The Religion Singularity: A ground-breaking research paper a demographic crisis the is destabilizing and transforming institutional Christianity.

==Education==
- 2007 – Yale University School of Theology, New Haven, CT: Emergent Theology Colloquium (Miroslav Volf).
- 2005 – Cambridge University, Cambridge, UK: Visiting Scholar on the history of the Early Church and Celtic Christianity.
- 1993 – Virginia Theological Seminary, Alexandria, VA: Master of Divinity with honors in Church History.
- 1989 – Virginia Commonwealth University, Richmond, VA: Master of Education, specializing in Human Resources Development.
- 1979 – Old Dominion University, Norfolk, VA: Bachelor of Science in Interdisciplinary Studies (Education and Psychology).

==Associations, Elections, and Appointments==
- 2017–present: International Positive Psychology Association – Work and Meaning SIG (chair 2017–2018)
- 1993–present: Episcopal Diocese of Washington – Elected/appointed positions include: Task for Common Ground Dialogue on Human Sexuality (chair), Diocesan Council (executive committee), General Convention Delegate (alternate), Bishop's pastoral representative to troubled congregations, Bishop's Working Group on Mission Canons (chair), Bishop's Working Group on Episcopal-Jewish Relations (co-chair), Ecclesiastical Trial Court (member).
- 2008–2015: Washington Episcopal Clergy Association – Elected positions include: Board Member, Vice President, Secretary, Communications Director, Program Chair.

==Affiliations==
- Episcopal Diocese of Washington – Howard serves as executive director of FaithX under an extension of ministry from the Diocese.
- Datastory – Howard acts as Subject Matter Expert (SME) and FaithX has an affiliate relation.
- Esri – FaithX is an Esri Partner organization.

==Books==
- "Paradoxy: Creating Christian Community Beyond Us and Them." Published by The FaithX Project (2016, 2nd Edition).
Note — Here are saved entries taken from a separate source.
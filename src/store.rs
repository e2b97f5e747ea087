use std::path::Path;

use anyhow::Context;

use crate::models::Customer;

pub fn load_customers(path: &Path) -> anyhow::Result<Vec<Customer>> {
    match path.extension().and_then(|ext| ext.to_str()) {
        Some("json") => load_json(path),
        Some("csv") => load_csv(path),
        _ => anyhow::bail!(
            "unsupported dataset format for {} (expected .json or .csv)",
            path.display()
        ),
    }
}

fn load_json(path: &Path) -> anyhow::Result<Vec<Customer>> {
    let raw = std::fs::read_to_string(path)
        .with_context(|| format!("failed to read {}", path.display()))?;
    let customers: Vec<Customer> = serde_json::from_str(&raw)
        .with_context(|| format!("failed to parse customer records from {}", path.display()))?;
    Ok(customers)
}

fn load_csv(path: &Path) -> anyhow::Result<Vec<Customer>> {
    #[derive(serde::Deserialize)]
    #[serde(rename_all = "camelCase")]
    struct CsvRow {
        id: u64,
        first_name: String,
        last_name: String,
        country_region: String,
        age: u32,
        cluster: String,
        is_bike_buyer: u8,
        education: String,
        occupation: String,
        gender: String,
        avg_monthly_spend: f64,
        yearly_income: f64,
        is_home_owner: u8,
        number_children_at_home: u32,
        marital_status: String,
        number_cars_owned: u32,
        total_children: u32,
    }

    let mut reader = csv::Reader::from_path(path)
        .with_context(|| format!("failed to open {}", path.display()))?;
    let mut customers = Vec::new();

    for result in reader.deserialize::<CsvRow>() {
        let row = result.with_context(|| format!("malformed row in {}", path.display()))?;
        customers.push(Customer {
            id: row.id,
            first_name: row.first_name,
            last_name: row.last_name,
            country_region: row.country_region,
            age: row.age,
            cluster: row.cluster,
            is_bike_buyer: row.is_bike_buyer != 0,
            education: row.education,
            occupation: row.occupation,
            gender: row.gender,
            avg_monthly_spend: row.avg_monthly_spend,
            yearly_income: row.yearly_income,
            is_home_owner: row.is_home_owner != 0,
            number_children_at_home: row.number_children_at_home,
            marital_status: row.marital_status,
            number_cars_owned: row.number_cars_owned,
            total_children: row.total_children,
        });
    }

    Ok(customers)
}

/// Distinct cluster labels in first-observed order.
pub fn observed_clusters(customers: &[Customer]) -> Vec<String> {
    let mut clusters: Vec<String> = Vec::new();
    for customer in customers {
        if !clusters.iter().any(|c| c == &customer.cluster) {
            clusters.push(customer.cluster.clone());
        }
    }
    clusters
}

pub fn write_seed(path: &Path) -> anyhow::Result<usize> {
    let customers = sample_customers();
    let json = serde_json::to_string_pretty(&customers)?;
    std::fs::write(path, json).with_context(|| format!("failed to write {}", path.display()))?;
    Ok(customers.len())
}

pub fn sample_customers() -> Vec<Customer> {
    vec![
        Customer {
            id: 11001,
            first_name: "Avery".to_string(),
            last_name: "Lee".to_string(),
            country_region: "United States".to_string(),
            age: 34,
            cluster: "1".to_string(),
            is_bike_buyer: true,
            education: "Bachelors".to_string(),
            occupation: "Professional".to_string(),
            gender: "F".to_string(),
            avg_monthly_spend: 62.5,
            yearly_income: 71_500.0,
            is_home_owner: true,
            number_children_at_home: 1,
            marital_status: "M".to_string(),
            number_cars_owned: 2,
            total_children: 2,
        },
        Customer {
            id: 11002,
            first_name: "Jules".to_string(),
            last_name: "Moreno".to_string(),
            country_region: "United Kingdom".to_string(),
            age: 28,
            cluster: "1".to_string(),
            is_bike_buyer: false,
            education: "Partial College".to_string(),
            occupation: "Clerical".to_string(),
            gender: "M".to_string(),
            avg_monthly_spend: 48.2,
            yearly_income: 43_000.0,
            is_home_owner: false,
            number_children_at_home: 0,
            marital_status: "S".to_string(),
            number_cars_owned: 1,
            total_children: 0,
        },
        Customer {
            id: 11003,
            first_name: "Kiara".to_string(),
            last_name: "Patel".to_string(),
            country_region: "Australia".to_string(),
            age: 45,
            cluster: "2".to_string(),
            is_bike_buyer: true,
            education: "Graduate Degree".to_string(),
            occupation: "Management".to_string(),
            gender: "F".to_string(),
            avg_monthly_spend: 88.0,
            yearly_income: 104_000.0,
            is_home_owner: true,
            number_children_at_home: 2,
            marital_status: "M".to_string(),
            number_cars_owned: 3,
            total_children: 3,
        },
        Customer {
            id: 11004,
            first_name: "Tomas".to_string(),
            last_name: "Berger".to_string(),
            country_region: "Germany".to_string(),
            age: 52,
            cluster: "2".to_string(),
            is_bike_buyer: true,
            education: "Bachelors".to_string(),
            occupation: "Professional".to_string(),
            gender: "M".to_string(),
            avg_monthly_spend: 74.9,
            yearly_income: 92_300.0,
            is_home_owner: true,
            number_children_at_home: 0,
            marital_status: "M".to_string(),
            number_cars_owned: 2,
            total_children: 2,
        },
        Customer {
            id: 11005,
            first_name: "Elena".to_string(),
            last_name: "Rossi".to_string(),
            country_region: "France".to_string(),
            age: 23,
            cluster: "3".to_string(),
            is_bike_buyer: false,
            education: "High School".to_string(),
            occupation: "Manual".to_string(),
            gender: "F".to_string(),
            avg_monthly_spend: 35.4,
            yearly_income: 27_800.0,
            is_home_owner: false,
            number_children_at_home: 0,
            marital_status: "S".to_string(),
            number_cars_owned: 0,
            total_children: 0,
        },
        Customer {
            id: 11006,
            first_name: "Marcus".to_string(),
            last_name: "Webb".to_string(),
            country_region: "United States".to_string(),
            age: 61,
            cluster: "3".to_string(),
            is_bike_buyer: false,
            education: "Partial College".to_string(),
            occupation: "Skilled Manual".to_string(),
            gender: "M".to_string(),
            avg_monthly_spend: 41.7,
            yearly_income: 38_600.0,
            is_home_owner: true,
            number_children_at_home: 0,
            marital_status: "S".to_string(),
            number_cars_owned: 1,
            total_children: 1,
        },
        Customer {
            id: 11007,
            first_name: "Priya".to_string(),
            last_name: "Nair".to_string(),
            country_region: "United Kingdom".to_string(),
            age: 38,
            cluster: "1".to_string(),
            is_bike_buyer: true,
            education: "Bachelors".to_string(),
            occupation: "Professional".to_string(),
            gender: "F".to_string(),
            avg_monthly_spend: 67.3,
            yearly_income: 78_900.0,
            is_home_owner: true,
            number_children_at_home: 3,
            marital_status: "M".to_string(),
            number_cars_owned: 2,
            total_children: 3,
        },
        Customer {
            id: 11008,
            first_name: "Diego".to_string(),
            last_name: "Fuentes".to_string(),
            country_region: "Australia".to_string(),
            age: 30,
            cluster: "3".to_string(),
            is_bike_buyer: true,
            education: "High School".to_string(),
            occupation: "Clerical".to_string(),
            gender: "M".to_string(),
            avg_monthly_spend: 52.1,
            yearly_income: 45_200.0,
            is_home_owner: false,
            number_children_at_home: 1,
            marital_status: "S".to_string(),
            number_cars_owned: 1,
            total_children: 1,
        },
    ]
}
ISBN 1557257752, ISBN 978-1557257758.
- "Excommunicating the Faithful: Jewish Christianity in the Early Church." Published by The FaithX Project (3rd Edition, 2013).

==Publications==
- "Grounding Discernment in Data: Strategic Missional Planning Using GIS Technology and Market Segmentation Data," Socio-Historical Exploration of Religion and Ministry (2019), 1(2).
- "The Religion Singularity: The Religion Singularity: A Demographic Crisis Destabilizing and Transforming Institutional Christianity," International Journal of Religion and Spirituality in Society (2017)
- "A New Middle Way? Surviving and Thriving in the Coming Religious Realignment," Anglican Theological Review (Winter 2009/2010)
- "A Comprehensive Expectancy Motivation Model: Implications for Adult Education and Training," Adult Education Quarterly (May 1989).